WHAT YOU HAVE TO DO: How many lines of the listing contain the string "birthdate"? Only the number is wanted.

INFORMATION SUPPLIED:
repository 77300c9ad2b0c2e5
//! Liveness endpoint.

use axum::Json;

use crate::models::HealthResponse;

/// `GET /health`
pub async fn health() -> Json<HealthResponse> {
    Json(HealthResponse {
        status: "ok".into(),
        version: gatehouse_core::version().into(),
    })
}
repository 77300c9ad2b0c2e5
//! Gatehouse API server binary.
//!
//! Reads configuration from the environment (and `.env`), lets command-line
//! flags override it, and serves the API until Ctrl-C.

use std::sync::Arc;

use clap::Parser;
use gatehouse_api::config::{ApiConfig, StorageBackend};
use gatehouse_api::{AppState, router};
use gatehouse_core::store::memory::MemoryStore;
use gatehouse_core::store::postgres::PgStore;
use tracing::{info, warn};

/// CLI arguments for the API server.
#[derive(Parser, Debug)]
#[command(name = "gatehouse_server", about = "Gatehouse auth API server")]
struct Args {
    /// Address to listen on, e.g. `0.0.0.0:8000`.
    #[arg(long, env = "BIND_ADDR")]
    bind: Option<String>,

    /// PostgreSQL connection URL.
    #[arg(long, env = "DATABASE_URL")]
    database_url: Option<String>,

    /// Storage backend: `postgres` or `memory`.
    #[arg(long, env = "GATEHOUSE_STORAGE")]
    storage: Option<StorageBackend>,

    /// Maximum number of database connections in the pool.
    #[arg(long, default_value_t = gatehouse_core::db::DEFAULT_MAX_CONNECTIONS)]
    max_connections: u32,
}

#[tokio::main]
async fn main() -> Result<(), Box<dyn std::error::Error>> {
    dotenvy::dotenv().ok();

    tracing_subscriber::fmt()
        .with_writer(std::io::stderr)
        .with_env_filter(
            tracing_subscriber::EnvFilter::try_from_default_env().unwrap_or_else(|_| {
                tracing_subscriber::EnvFilter::new("info,gatehouse_api=debug,gatehouse_core=debug")
            }),
        )
        .init();

    let args = Args::parse();

    let mut config = ApiConfig::from_env();
    if let Some(bind) = args.bind {
        config.bind_addr = bind;
    }
    if let Some(url) = args.database_url {
        config.database_url = url;
    }
    if let Some(storage) = args.storage {
        config.storage = storage;
    }

    info!(
        bind = %config.bind_addr,
        storage = ?config.storage,
        access_ttl_secs = config.auth.access_ttl.num_seconds(),
        refresh_ttl_days = config.auth.refresh_ttl.num_days(),
        "starting gatehouse_server"
    );

    let state = match config.storage {
        StorageBackend::Postgres => {
            let pool = gatehouse_core::db::connect(&config.database_url, args.max_connections).await?;
            info!("running database migrations");
            gatehouse_core::migrate::migrate(&pool).await?;
            AppState::new(config.clone(), Arc::new(PgStore::new(pool)))
        }
        StorageBackend::Memory => {
            warn!("using in-memory storage; all data is lost on exit");
            AppState::new(config.clone(), Arc::new(MemoryStore::new()))
        }
    };

    let listener = tokio::net::TcpListener::bind(&config.bind_addr).await?;
    info!(addr = %listener.local_addr()?, "REST API listening");

    axum::serve(listener, router(state))
        .with_graceful_shutdown(shutdown_signal())
        .await?;

    info!("server stopped");
    Ok(())
}

async fn shutdown_signal() {
    if let Err(e) = tokio::signal::ctrl_c().await {
        warn!(error = %e, "failed to listen for ctrl-c");
        std::future::pending::<()>().await;
    }
    info!("shutdown signal received");
}
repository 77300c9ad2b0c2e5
//! Database migration support.
//!
//! Embeds and runs SQL migrations from `gatehouse_core/migrations/`.

use sqlx::PgPool;
use tracing::info;

/// Run all embedded database migrations against the given pool.
pub async fn migrate(pool: &PgPool) -> Result<(), sqlx::migrate::MigrateError> {
    sqlx::migrate!("./migrations").run(pool).await?;
    info!("database migrations applied");
    Ok(())
}
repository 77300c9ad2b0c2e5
//! Authentication middleware: Bearer token extraction and role checks.

use axum::http::header::AUTHORIZATION;
use axum::{
    extract::{Request, State},
    middleware::Next,
    response::Response,
};
use chrono::Utc;
use gatehouse_core::auth::guard::AuthorizationGuard;
use gatehouse_core::models::auth::TokenClaims;
use gatehouse_core::models::role::ADMIN_ROLE;
use tracing::debug;

use crate::AppState;
use crate::error::AppError;

/// Verified claims of the caller, stored in request extensions.
#[derive(Debug, Clone)]
pub struct AuthenticatedUser(pub TokenClaims);

fn authenticate(state: &AppState, request: &Request) -> Result<TokenClaims, AppError> {
    let header = request
        .headers()
        .get(AUTHORIZATION)
        .and_then(|v| v.to_str().ok());
    Ok(state.guard.authenticate(header, Utc::now())?)
}

/// Axum middleware: verifies `Authorization: Bearer <token>` and injects
/// `AuthenticatedUser` into request extensions.
pub async fn require_auth(
    State(state): State<AppState>,
    mut request: Request,
    next: Next,
) -> Result<Response, AppError> {
    let claims = authenticate(&state, &request)?;
    request.extensions_mut().insert(AuthenticatedUser(claims));
    Ok(next.run(request).await)
}

/// Like [`require_auth`], and the caller must hold the `admin` role.
pub async fn require_admin(
    State(state): State<AppState>,
    mut request: Request,
    next: Next,
) -> Result<Response, AppError> {
    let claims = authenticate(&state, &request)?;
    if let Err(e) = AuthorizationGuard::require_role(&claims, ADMIN_ROLE) {
        debug!(user_id = %claims.sub, path = %request.uri().path(), "admin role required");
        return Err(e.into());
    }
    request.extensions_mut().insert(AuthenticatedUser(claims));
    Ok(next.run(request).await)
}
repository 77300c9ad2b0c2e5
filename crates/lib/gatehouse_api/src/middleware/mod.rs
//! Request middleware.

pub mod auth;
/// Map a unique-constraint violation to `Conflict(message)`.
fn conflict_on_unique(e: sqlx::Error, message: &str) -> AuthError {
    match &e {
        sqlx::Error::Database(db) if db.is_unique_violation() => {
            AuthError::Conflict(message.to_string())
        }
        _ => AuthError::DbError(e),
    }
}

fn limit_offset(page: PageRequest) -> (i64, i64) {
    (
        i64::try_from(page.limit()).unwrap_or(i64::MAX),
        i64::try_from(page.offset()).unwrap_or(i64::MAX),
    )
}

#[derive(Debug, Clone)]
pub struct PgStore {
    pool: PgPool,
}

impl PgStore {
    pub fn new(pool: PgPool) -> Self {
        Self { pool }
    }

    pub fn pool(&self) -> &PgPool {
        &self.pool
    }

    async fn ensure_user(&self, id: UserId) -> Result<(), AuthError> {
        let exists =
            sqlx::query_scalar::<_, bool>("SELECT EXISTS(SELECT 1 FROM users WHERE id = $1)")
                .bind(id)
                .fetch_one(&self.pool)
                .await?;
        if exists {
            Ok(())
        } else {
            Err(AuthError::NotFound("User not found".into()))
        }
    }

    async fn role(&self, id: Uuid) -> Result<Role, AuthError> {
        let row = sqlx::query_as::<_, (Uuid, String)>("SELECT id, title FROM roles WHERE id = $1")
            .bind(id)
            .fetch_optional(&self.pool)
            .await?;
        row.map(|(id, title)| Role { id, title })
            .ok_or_else(|| AuthError::NotFound("Role not found".into()))
    }
}

#[async_trait]
impl SessionStore for PgStore {
    async fn create(
        &self,
        subject: UserId,
        token_hash: &str,
        expires_at: DateTime<Utc>,
    ) -> Result<(), AuthError> {
        sqlx::query(
            "INSERT INTO refresh_tokens (id, token_hash, user_id, expires_at) \
             VALUES ($1, $2, $3, $4)",
        )
        .bind(Uuid::now_v7())
        .bind(token_hash)
        .bind(subject)
        .bind(expires_at)
        .execute(&self.pool)
        .await
        .map_err(|e| conflict_on_unique(e, "refresh token already exists"))?;
        Ok(())
    }

    async fn rotate(
        &self,
        old_hash: &str,
        new_hash: &str,
        new_expires_at: DateTime<Utc>,
        now: DateTime<Utc>,
    ) -> Result<UserId, AuthError> {
        let mut tx = self.pool.begin().await?;

        let row = sqlx::query_as::<_, (Uuid, DateTime<Utc>, bool)>(
            "SELECT user_id, expires_at, revoked FROM refresh_tokens \
             WHERE token_hash = $1 FOR UPDATE",
        )
        .bind(old_hash)
        .fetch_optional(&mut *tx)
        .await?;

        let (subject, expires_at, revoked) = row.ok_or(AuthError::TokenInvalid)?;
        if expires_at <= now {
            return Err(AuthError::TokenExpired);
        }
        if revoked {
            return Err(AuthError::TokenInvalid);
        }

        let updated = sqlx::query(
            "UPDATE refresh_tokens SET revoked = TRUE, revoked_at = $2 \
             WHERE token_hash = $1 AND revoked = FALSE",
        )
        .bind(old_hash)
        .bind(now)
        .execute(&mut *tx)
        .await?;
        if updated.rows_affected() != 1 {
            return Err(AuthError::TokenInvalid);
        }

        sqlx::query(
            "INSERT INTO refresh_tokens (id, token_hash, user_id, expires_at) \
             VALUES ($1, $2, $3, $4)",
        )
        .bind(Uuid::now_v7())
        .bind(new_hash)
        .bind(subject)
        .bind(new_expires_at)
        .execute(&mut *tx)
        .await
        .map_err(|e| conflict_on_unique(e, "refresh token already exists"))?;

        tx.commit().await?;
        Ok(subject)
    }

    async fn revoke(&self, token_hash: &str) -> Result<bool, AuthError> {
        let result = sqlx::query(
            "UPDATE refresh_tokens SET revoked = TRUE, revoked_at = now() \
             WHERE token_hash = $1 AND revoked = FALSE",
        )
        .bind(token_hash)
        .execute(&self.pool)
        .await?;
        Ok(result.rows_affected() > 0)
    }

    async fn revoke_all_except(
        &self,
        subject: UserId,
        except_hash: &str,
        now: DateTime<Utc>,
    ) -> Result<u64, AuthError> {
        let mut tx = self.pool.begin().await?;

        let current = sqlx::query_as::<_, (Uuid, DateTime<Utc>, bool)>(
            "SELECT user_id, expires_at, revoked FROM refresh_tokens \
             WHERE token_hash = $1 FOR UPDATE",
        )
        .bind(except_hash)
        .fetch_optional(&mut *tx)
        .await?;
        match current {
            Some((owner, _, revoked)) if owner != subject || revoked => {
                return Err(AuthError::TokenInvalid);
            }
            Some((_, expires_at, _)) if expires_at <= now => return Err(AuthError::TokenExpired),
            Some(_) => {}
            None => return Err(AuthError::TokenInvalid),
        }

        let result = sqlx::query(
            "UPDATE refresh_tokens SET revoked = TRUE, revoked_at = $3 \
             WHERE user_id = $1 AND token_hash <> $2 AND revoked = FALSE",
        )
        .bind(subject)
        .bind(except_hash)
        .bind(now)
        .execute(&mut *tx)
        .await?;

        tx.commit().await?;
        debug!(user_id = %subject, revoked = result.rows_affected(), "revoked sessions");
        Ok(result.rows_affected())
    }

    async fn active_sessions(
        &self,
        subject: UserId,
        now: DateTime<Utc>,
    ) -> Result<u64, AuthError> {
        let count = sqlx::query_scalar::<_, i64>(
            "SELECT COUNT(*) FROM refresh_tokens \
             WHERE user_id = $1 AND revoked = FALSE AND expires_at > $2",
        )
        .bind(subject)
        .bind(now)
        .fetch_one(&self.pool)
        .await?;
        Ok(u64::try_from(count).unwrap_or(0))
    }
}

#[async_trait]
impl UserDirectory for PgStore {
    async fn create_user(&self, user: NewUser) -> Result<User, AuthError> {
        insert_user(&self.pool, &user).await
    }

    async fn register(&self, user: NewUser) -> Result<(User, bool), AuthError> {
        let mut tx = self.pool.begin().await?;
        sqlx::query("SELECT pg_advisory_xact_lock($1)")
            .bind(REGISTER_LOCK_KEY)
            .execute(&mut *tx)
            .await?;

        let existing = sqlx::query_scalar::<_, i64>("SELECT COUNT(*) FROM users")
            .fetch_one(&mut *tx)
            .await?;
        let user = insert_user(&mut *tx, &user).await?;

        let granted = if existing == 0 {
            let assigned = sqlx::query(
                "INSERT INTO user_roles (user_id, role_id) \
                 SELECT $1, id FROM roles WHERE title = $2",
            )
            .bind(user.id)
            .bind(ADMIN_ROLE)
            .execute(&mut *tx)
            .await?;
            if assigned.rows_affected() == 0 {
                warn!(user_id = %user.id, "admin role missing, first user left without it");
            }
            assigned.rows_affected() == 1
        } else {
            false
        };

        tx.commit().await?;
        Ok((user, granted))
    }

    async fn find_by_login(&self, login: &str) -> Result<Option<UserWithPassword>, AuthError> {
        let row = sqlx::query_as::<_, UserWithHashRow>(&format!(
            "SELECT {USER_COLUMNS}, password_hash FROM users WHERE login = $1"
        ))
        .bind(login)
        .fetch_optional(&self.pool)
        .await?;
        Ok(row.map(
            |(id, login, first_name, last_name, email, birthdate, created_at, password_hash)| {
                UserWithPassword {
                    user: user_from_row((
                        id, login, first_name, last_name, email, birthdate, created_at,
                    )),
                    password_hash,
                }
            },
        ))
    }

    async fn get_user(&self, id: UserId) -> Result<Option<User>, AuthError> {
        let row = sqlx::query_as::<_, UserRow>(&format!(
            "SELECT {USER_COLUMNS} FROM users WHERE id = $1"
        ))
        .bind(id)
        .fetch_optional(&self.pool)
        .await?;
        Ok(row.map(user_from_row))
    }

    async fn update_user(&self, id: UserId, patch: UserPatch) -> Result<User, AuthError> {
        let row = sqlx::query_as::<_, UserRow>(&format!(
            "UPDATE users SET \
               login = COALESCE($2, login), \
               password_hash = COALESCE($3, password_hash), \
               first_name = COALESCE($4, first_name), \
               last_name = COALESCE($5, last_name), \
               email = COALESCE($6, email), \
               birthdate = COALESCE($7, birthdate) \
             WHERE id = $1 RETURNING {USER_COLUMNS}"
        ))
        .bind(id)
        .bind(patch.login)
        .bind(patch.password_hash)
        .bind(patch.first_name)
        .bind(patch.last_name)
        .bind(patch.email)
        .bind(patch.birthdate)
        .fetch_optional(&self.pool)
        .await
        .map_err(|e| conflict_on_unique(e, "user with this login already exists"))?;
        row.map(user_from_row)
            .ok_or_else(|| AuthError::NotFound("User not found".into()))
    }

    async fn record_login(
        &self,
        id: UserId,
        event_date: DateTime<Utc>,
        success: bool,
    ) -> Result<(), AuthError> {
        sqlx::query(
            "INSERT INTO login_history (id, user_id, event_date, success) VALUES ($1, $2, $3, $4)",
        )
        .bind(Uuid::now_v7())
        .bind(id)
        .bind(event_date)
        .bind(success)
        .execute(&self.pool)
        .await?;
        Ok(())
    }

    async fn login_history(
        &self,
        id: UserId,
        page: PageRequest,
    ) -> Result<Page<LoginEvent>, AuthError> {
        let (limit, offset) = limit_offset(page);
        let total =
            sqlx::query_scalar::<_, i64>("SELECT COUNT(*) FROM login_history WHERE user_id = $1")
                .bind(id)
                .fetch_one(&self.pool)
                .await?;
        let rows = sqlx::query_as::<_, (DateTime<Utc>, bool)>(
            "SELECT event_date, success FROM login_history \
             WHERE user_id = $1 \
             ORDER BY event_date DESC, id DESC \
             LIMIT $2 OFFSET $3",
        )
        .bind(id)
        .bind(limit)
        .bind(offset)
        .fetch_all(&self.pool)
        .await?;
        let items = rows
            .into_iter()
            .map(|(event_date, success)| LoginEvent {
                event_date,
                success,
            })
            .collect();
        Ok(Page::new(items, u64::try_from(total).unwrap_or(0), page))
    }
}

OUTPUT: 4